The next convention to talk about in relation to horror is iconography. Visual signifiers of genre are apparent most of the time, the colours black and red being a very common representation of horror. Connotations of these colours include darkness, evil, blood and danger. Lighting, like camerawork, is very expressive and non-naturalistic. Motivated, low key, high contrast and chiaroscuro are all features used to emphasise terror and violence. Lighting can also be shown from different and unexpected angles to create unfamiliar shadowing and connote hell and primitive instincts rather than natural room light and sunlight. In terms of mis-en-scene there can be a whole list of different items related to the horror genre including; weapons, blood, masks, ghosts and crucifixes etc. Another common feature of iconography in horror films is innocence. This is often portrayed through the use of dolls, playgrounds, clowns and children’s songs. All of these features although innocent can be related to horror in some way or another through the constant use of them in horror films.


The narrative structure in horror films is often very different to narrative structure in different genres. Firstly Todorov's 'classic Hollywood' narrative theory in an array of horror films. The basic concept of this theory is an equilibrium followed by a disequilibrium followed by a new equilibrium. Todorov's studies shows that this is a common structure in most Hollywood films hence the title

'classic Hollywood'. However, there are two reasons why a horror film may not follow this structure; firstly to suggest mythic quality of the monster and secondly to enable a sequel. The clear, unambiguous hero of the classic Hollywood narrative is somewhat problematic in many horrors. The hero in a classic horror tends to be a victim as well as a hero, usually a female character. This concept is more complicated than many other genres.
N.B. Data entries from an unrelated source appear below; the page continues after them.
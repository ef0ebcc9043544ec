//! Per-person setting clustering.
//!
//! Each new frame of a person is compared against that person's earlier
//! frames, most recent first, and joins the cluster of the first frame the
//! oracle judges to be the same place. With no match it opens a new
//! cluster. Worst case is n(n-1)/2 oracle calls per person, but
//! consecutive frames usually share a setting and stop at the first
//! comparison.

use std::path::{Path, PathBuf};
use std::sync::Arc;

use crate::setting::domain::setting_oracle::SettingOracle;
use crate::shared::setting_id::SettingId;

/// One frame in which a person appears, addressed by scan position.
#[derive(Clone, Debug, PartialEq)]
pub struct TimelineEntry {
    pub scene_index: usize,
    pub frame_index: usize,
    pub frame_path: PathBuf,
}

/// All frames of one person in scan order (scenes, then frames).
#[derive(Clone, Debug, PartialEq)]
pub struct PersonTimeline {
    pub person_id: u32,
    pub entries: Vec<TimelineEntry>,
}

/// Setting assignment for a timeline, parallel to its entries.
#[derive(Clone, Debug, PartialEq)]
pub struct PersonClusters {
    pub person_id: u32,
    pub setting_ids: Vec<SettingId>,
    pub oracle_calls: usize,
    pub oracle_failures: usize,
}

impl PersonClusters {
    pub fn cluster_count(&self) -> usize {
        self.setting_ids
            .iter()
            .map(|id| id.local_index)
            .max()
            .map_or(0, |max| max as usize + 1)
    }
}

#[derive(Clone)]
pub struct SettingClusterer {
    oracle: Arc<dyn SettingOracle>,
    max_comparisons: Option<usize>,
}

impl SettingClusterer {
    /// `max_comparisons` caps oracle calls per frame; `None` scans the
    /// whole history.
    pub fn new(oracle: Arc<dyn SettingOracle>, max_comparisons: Option<usize>) -> Self {
        Self {
            oracle,
            max_comparisons,
        }
    }

    pub fn cluster(&self, timeline: &PersonTimeline) -> PersonClusters {
        let person_id = timeline.person_id;
        let entries = &timeline.entries;
        let mut result = PersonClusters {
            person_id,
            setting_ids: Vec::with_capacity(entries.len()),
            oracle_calls: 0,
            oracle_failures: 0,
        };
        let mut next_index: u32 = 0;

        for i in 0..entries.len() {
            let setting_id = match self.scan_back(person_id, entries, i, &mut result) {
                Some(j) => result.setting_ids[j],
                None => {
                    let id = SettingId::new(person_id, next_index);
                    next_index += 1;
                    id
                }
            };
            result.setting_ids.push(setting_id);
        }

        result
    }

    /// Index of the closest earlier entry in the same setting as entry `i`.
    fn scan_back(
        &self,
        person_id: u32,
        entries: &[TimelineEntry],
        i: usize,
        result: &mut PersonClusters,
    ) -> Option<usize> {
        let current = &entries[i].frame_path;
        let mut comparisons = 0usize;

        for j in (0..i).rev() {
            if self.max_comparisons.is_some_and(|budget| comparisons >= budget) {
                log::debug!(
                    "Comparison budget exhausted for person {person_id} at {}",
                    current.display()
                );
                break;
            }
            comparisons += 1;
            result.oracle_calls += 1;
            if self.ask(person_id, current, &entries[j].frame_path, result) {
                return Some(j);
            }
        }
        None
    }

    fn ask(&self, person_id: u32, frame: &Path, other: &Path, result: &mut PersonClusters) -> bool {
        match self.oracle.same_setting(frame, other) {
            Ok(same) => {
                log::debug!(
                    "Person {person_id}: {} vs {} -> {same}",
                    frame.display(),
                    other.display()
                );
                same
            }
            Err(e) => {
                result.oracle_failures += 1;
                log::warn!(
                    "Setting comparison failed for person {person_id} ({} vs {}): {e}; treating as different",
                    frame.display(),
                    other.display()
                );
                false
            }
        }
    }
}
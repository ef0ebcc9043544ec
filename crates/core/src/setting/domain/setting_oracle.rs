use std::path::{Path, PathBuf};

use thiserror::Error;

use crate::video::domain::frame_loader::FrameLoadError;

#[derive(Error, Debug)]
pub enum OracleError {
    #[error("failed to load frame {path}: {source}")]
    FrameLoad {
        path: PathBuf,
        #[source]
        source: FrameLoadError,
    },
    #[error("oracle call timed out")]
    Timeout,
    #[error("oracle request failed: {0}")]
    Request(#[source] reqwest::Error),
    #[error("oracle returned HTTP {status}: {body}")]
    Status { status: u16, body: String },
    #[error("malformed oracle response: {0}")]
    MalformedResponse(String),
}

/// Domain interface for the external same-setting judgement.
///
/// Answers whether two frames depict the same real-world place. Callers
/// treat any error as "not the same setting".
pub trait SettingOracle: Send + Sync {
    fn same_setting(&self, frame: &Path, other: &Path) -> Result<bool, OracleError>;
}
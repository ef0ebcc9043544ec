use std::fs;
use std::io::Cursor;
use std::path::Path;

use image::{ImageError, ImageReader};

use crate::video::domain::frame_loader::{EncodedImage, FrameLoadError, FrameLoader};

/// Loads frame images from the filesystem.
///
/// The format is sniffed from the file contents, not the extension, and
/// the header is parsed to make sure the data is an image the `image`
/// crate can read. Pixels are not decoded.
pub struct ImageFileLoader;

impl ImageFileLoader {
    pub fn new() -> Self {
        Self
    }
}

impl Default for ImageFileLoader {
    fn default() -> Self {
        Self::new()
    }
}

fn decode_error(path: &Path, source: ImageError) -> FrameLoadError {
    FrameLoadError::Decode {
        path: path.to_path_buf(),
        source,
    }
}

impl FrameLoader for ImageFileLoader {
    fn load(&self, path: &Path) -> Result<EncodedImage, FrameLoadError> {
        let bytes = fs::read(path).map_err(|e| FrameLoadError::Io {
            path: path.to_path_buf(),
            source: e,
        })?;
        let format = image::guess_format(&bytes).map_err(|e| decode_error(path, e))?;
        let (width, height) = ImageReader::with_format(Cursor::new(&bytes), format)
            .into_dimensions()
            .map_err(|e| decode_error(path, e))?;
        log::trace!("{}: {format:?} {width}x{height}", path.display());

        Ok(EncodedImage {
            bytes,
            mime_type: format.to_mime_type(),
        })
    }
}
The narrative of one horror sub-genre is very specific. In 'slasher' films the plot goes something like; a psychopath killer returns to his hometown on the anniversary of a killing and hunts down/kills a group of innocent teenagers until there is one female survivor at the end of the plot.

Barthes' and Levi Strauss' are both structuralist narrative analysts who came up with the idea that films have particular underlying structures. These are also known as 'binary oppositions' and they apply well to horror films. Most commonly the pairing of innocence and evil is shown in horror films. Horror uses this to a great advantage when creating sinister atmospheres knowing that the audience is aware of innocence being completely out of context to evil.
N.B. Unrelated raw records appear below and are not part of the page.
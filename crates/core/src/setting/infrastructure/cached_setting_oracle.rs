use std::collections::HashMap;
use std::path::{Path, PathBuf};
use std::sync::atomic::{AtomicUsize, Ordering};
use std::sync::{Mutex, PoisonError};

use crate::setting::domain::setting_oracle::{OracleError, SettingOracle};

/// Memoizes answers per unordered frame pair.
///
/// People who share frames produce overlapping comparisons; the cache
/// keeps those from reaching the remote oracle twice. Errors are passed
/// through and not cached, so a later retry can still succeed.
pub struct CachedSettingOracle {
    inner: Box<dyn SettingOracle>,
    cache: Mutex<HashMap<(PathBuf, PathBuf), bool>>,
    hits: AtomicUsize,
}

impl CachedSettingOracle {
    pub fn new(inner: Box<dyn SettingOracle>) -> Self {
        Self {
            inner,
            cache: Mutex::new(HashMap::new()),
            hits: AtomicUsize::new(0),
        }
    }

    pub fn hits(&self) -> usize {
        self.hits.load(Ordering::Relaxed)
    }

    pub fn len(&self) -> usize {
        self.cache
            .lock()
            .unwrap_or_else(PoisonError::into_inner)
            .len()
    }

    pub fn is_empty(&self) -> bool {
        self.len() == 0
    }
}

fn pair_key(a: &Path, b: &Path) -> (PathBuf, PathBuf) {
    if a <= b {
        (a.to_path_buf(), b.to_path_buf())
    } else {
        (b.to_path_buf(), a.to_path_buf())
    }
}

impl SettingOracle for CachedSettingOracle {
    fn same_setting(&self, frame: &Path, other: &Path) -> Result<bool, OracleError> {
        let key = pair_key(frame, other);
        let cached = self
            .cache
            .lock()
            .unwrap_or_else(PoisonError::into_inner)
            .get(&key)
            .copied();
        if let Some(answer) = cached {
            self.hits.fetch_add(1, Ordering::Relaxed);
            return Ok(answer);
        }

        let answer = self.inner.same_setting(frame, other)?;
        self.cache
            .lock()
            .unwrap_or_else(PoisonError::into_inner)
            .insert(key, answer);
        Ok(answer)
    }
}

#[cfg(test)]
mod tests {
    use super::*;
    use std::sync::Arc;

    struct CountingOracle {
        calls: Arc<AtomicUsize>,
        answer: Result<bool, ()>,
    }

    impl SettingOracle for CountingOracle {
        fn same_setting(&self, _frame: &Path, _other: &Path) -> Result<bool, OracleError> {
            self.calls.fetch_add(1, Ordering::Relaxed);
            self.answer
                .map_err(|_| OracleError::MalformedResponse("maybe".into()))
        }
    }

    fn cached(answer: Result<bool, ()>) -> (CachedSettingOracle, Arc<AtomicUsize>) {
        let calls = Arc::new(AtomicUsize::new(0));
        let inner = CountingOracle {
            calls: calls.clone(),
            answer,
        };
        (CachedSettingOracle::new(Box::new(inner)), calls)
    }

    #[test]
    fn test_repeated_pair_hits_cache() {
        let (oracle, calls) = cached(Ok(true));
        let a = Path::new("a.jpg");
        let b = Path::new("b.jpg");

        assert!(oracle.same_setting(a, b).unwrap());
        assert!(oracle.same_setting(a, b).unwrap());

        assert_eq!(calls.load(Ordering::Relaxed), 1);
        assert_eq!(oracle.hits(), 1);
    }

    #[test]
    fn test_pair_order_does_not_matter() {
        let (oracle, calls) = cached(Ok(false));
        let a = Path::new("a.jpg");
        let b = Path::new("b.jpg");

        assert!(!oracle.same_setting(a, b).unwrap());
        assert!(!oracle.same_setting(b, a).unwrap());

        assert_eq!(calls.load(Ordering::Relaxed), 1);
        assert_eq!(oracle.len(), 1);
    }

    #[test]
    fn test_errors_are_not_cached() {
        let (oracle, calls) = cached(Err(()));
        let a = Path::new("a.jpg");
        let b = Path::new("b.jpg");

        assert!(oracle.same_setting(a, b).is_err());
        assert!(oracle.same_setting(a, b).is_err());

        assert_eq!(calls.load(Ordering::Relaxed), 2);
        assert!(oracle.is_empty());
    }
}
use std::fmt;
use std::str::FromStr;

use serde::{Deserialize, Serialize};
use thiserror::Error;

use crate::shared::constants::UNKNOWN_SETTING;

#[derive(Error, Debug, Clone, PartialEq, Eq)]
#[error("invalid setting id: {0:?}")]
pub struct ParseSettingIdError(pub String);

/// A per-person setting cluster: the `local_index`-th place this person
/// was seen in. Serialized as `person_<p>_setting_<i>`.
#[derive(Clone, Copy, Debug, PartialEq, Eq, Hash, PartialOrd, Ord, Serialize, Deserialize)]
#[serde(into = "String", try_from = "String")]
pub struct SettingId {
    pub person_id: u32,
    pub local_index: u32,
}

impl SettingId {
    pub fn new(person_id: u32, local_index: u32) -> Self {
        Self {
            person_id,
            local_index,
        }
    }
}

impl fmt::Display for SettingId {
    fn fmt(&self, f: &mut fmt::Formatter<'_>) -> fmt::Result {
        write!(f, "person_{}_setting_{}", self.person_id, self.local_index)
    }
}

impl FromStr for SettingId {
    type Err = ParseSettingIdError;

    fn from_str(s: &str) -> Result<Self, Self::Err> {
        let invalid = || ParseSettingIdError(s.to_string());
        let rest = s.strip_prefix("person_").ok_or_else(invalid)?;
        let (person, index) = rest.split_once("_setting_").ok_or_else(invalid)?;
        Ok(Self {
            person_id: person.parse().map_err(|_| invalid())?,
            local_index: index.parse().map_err(|_| invalid())?,
        })
    }
}

impl From<SettingId> for String {
    fn from(id: SettingId) -> Self {
        id.to_string()
    }
}

impl TryFrom<String> for SettingId {
    type Error = ParseSettingIdError;

    fn try_from(s: String) -> Result<Self, Self::Error> {
        s.parse()
    }
}

/// A connected component of co-occurring setting clusters.
///
/// Indices follow component discovery order and are only stable within
/// a single run. Serialized as `global_setting_<n>`.
#[derive(Clone, Copy, Debug, PartialEq, Eq, Hash, PartialOrd, Ord, Serialize, Deserialize)]
#[serde(into = "String", try_from = "String")]
pub struct GlobalSettingId(pub usize);

impl fmt::Display for GlobalSettingId {
    fn fmt(&self, f: &mut fmt::Formatter<'_>) -> fmt::Result {
        write!(f, "global_setting_{}", self.0)
    }
}

impl FromStr for GlobalSettingId {
    type Err = ParseSettingIdError;

    fn from_str(s: &str) -> Result<Self, Self::Err> {
        s.strip_prefix("global_setting_")
            .and_then(|n| n.parse().ok())
            .map(GlobalSettingId)
            .ok_or_else(|| ParseSettingIdError(s.to_string()))
    }
}

impl From<GlobalSettingId> for String {
    fn from(id: GlobalSettingId) -> Self {
        id.to_string()
    }
}

impl TryFrom<String> for GlobalSettingId {
    type Error = ParseSettingIdError;

    fn try_from(s: String) -> Result<Self, Self::Error> {
        s.parse()
    }
}

/// Frame-level setting: the global setting shared by every face in the
/// frame, or `Unknown` when the frame has no faces.
#[derive(Clone, Copy, Debug, PartialEq, Eq, Hash, Serialize, Deserialize)]
#[serde(into = "String", try_from = "String")]
pub enum FrameSetting {
    Unknown,
    Global(GlobalSettingId),
}

impl fmt::Display for FrameSetting {
    fn fmt(&self, f: &mut fmt::Formatter<'_>) -> fmt::Result {
        match self {
            FrameSetting::Unknown => f.write_str(UNKNOWN_SETTING),
            FrameSetting::Global(id) => id.fmt(f),
        }
    }
}

impl FromStr for FrameSetting {
    type Err = ParseSettingIdError;

    fn from_str(s: &str) -> Result<Self, Self::Err> {
        if s == UNKNOWN_SETTING {
            Ok(FrameSetting::Unknown)
        } else {
            s.parse().map(FrameSetting::Global)
        }
    }
}

impl From<FrameSetting> for String {
    fn from(setting: FrameSetting) -> Self {
        setting.to_string()
    }
}

impl TryFrom<String> for FrameSetting {
    type Error = ParseSettingIdError;

    fn try_from(s: String) -> Result<Self, Self::Error> {
        s.parse()
    }
}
There are various different types of character types within the horror genre. As already explained, the main protagonist is usually a victim/hero or victim turn hero. This character is often a female, which again portrays innocence through the use of gender. The killer/monster often holds a hidden secret or is made psychotic by an earlier event. An example of this is the character of Leatherface in Texas Chainsaw Massacre - his past is the reason he is how he is. Likewise Mike Myers in Halloween who killed his sister when he was younger, this event links to his return and further murders. Horror films often also involve stupid, 'immoral' teenagers who often get killed and also children which


again links into innocence. Another typical character is the 'have a go' hero who will get killed. This character tries too hard to be the hero. Finally, there is always a character or a set of characters who refuse to believe the abnormality, such as in the Final Destination sequels.

The final genre convention to discuss is themes. The main themes in horror films include; the hidden evil inside, science out of control and binary oppositions namely natural vs. unnatural and good vs. evil. This can be seen to be portrayed in all horror films over the years, from the very first such as Frankenstein to the very modern such as Paranormal Activity.